REQUIRED WORK: Please copy out all the data. Every detail stays the same.

Dataset entries:
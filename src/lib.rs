//! pagesync - Global pages, regional translations and the sync between them
//!
//! A Global page is the master copy of a piece of content. Translations
//! derive from it per locale and stay in sync until someone edits them
//! locally; from then on publishing the Global page only flags them for
//! review. Every page and translation is versioned through a draft/publish
//! lifecycle, and deleted records go to a recycle bin until purged.

pub mod domain;
pub mod error;
pub mod translator;
pub mod repository;
pub mod storage;
pub mod cli;

pub use domain::{
    Document, GenerationMethod, Locale, Page, PageId, PageStatus, RecordKey, Slug, SyncStatus,
    Translation, TranslationKey, VersionTag,
};
pub use error::{CmsError, CmsResult};
pub use repository::{ContentRepository, Edit};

SOLUTION FOR THIS EXERCISE:
filename src/lib.rs
//! pagesync - Global pages, regional translations and the sync between them
//!
//! A Global page is the master copy of a piece of content. Translations
//! derive from it per locale and stay in sync until someone edits them
//! locally; from then on publishing the Global page only flags them for
//! review. Every page and translation is versioned through a draft/publish
//! lifecycle, and deleted records go to a recycle bin until purged.

pub mod domain;
pub mod error;
pub mod translator;
pub mod repository;
pub mod storage;
pub mod cli;

pub use domain::{
    Document, GenerationMethod, Locale, Page, PageId, PageStatus, RecordKey, Slug, SyncStatus,
    Translation, TranslationKey, VersionTag,
};
pub use error::{CmsError, CmsResult};
pub use repository::{ContentRepository, Edit};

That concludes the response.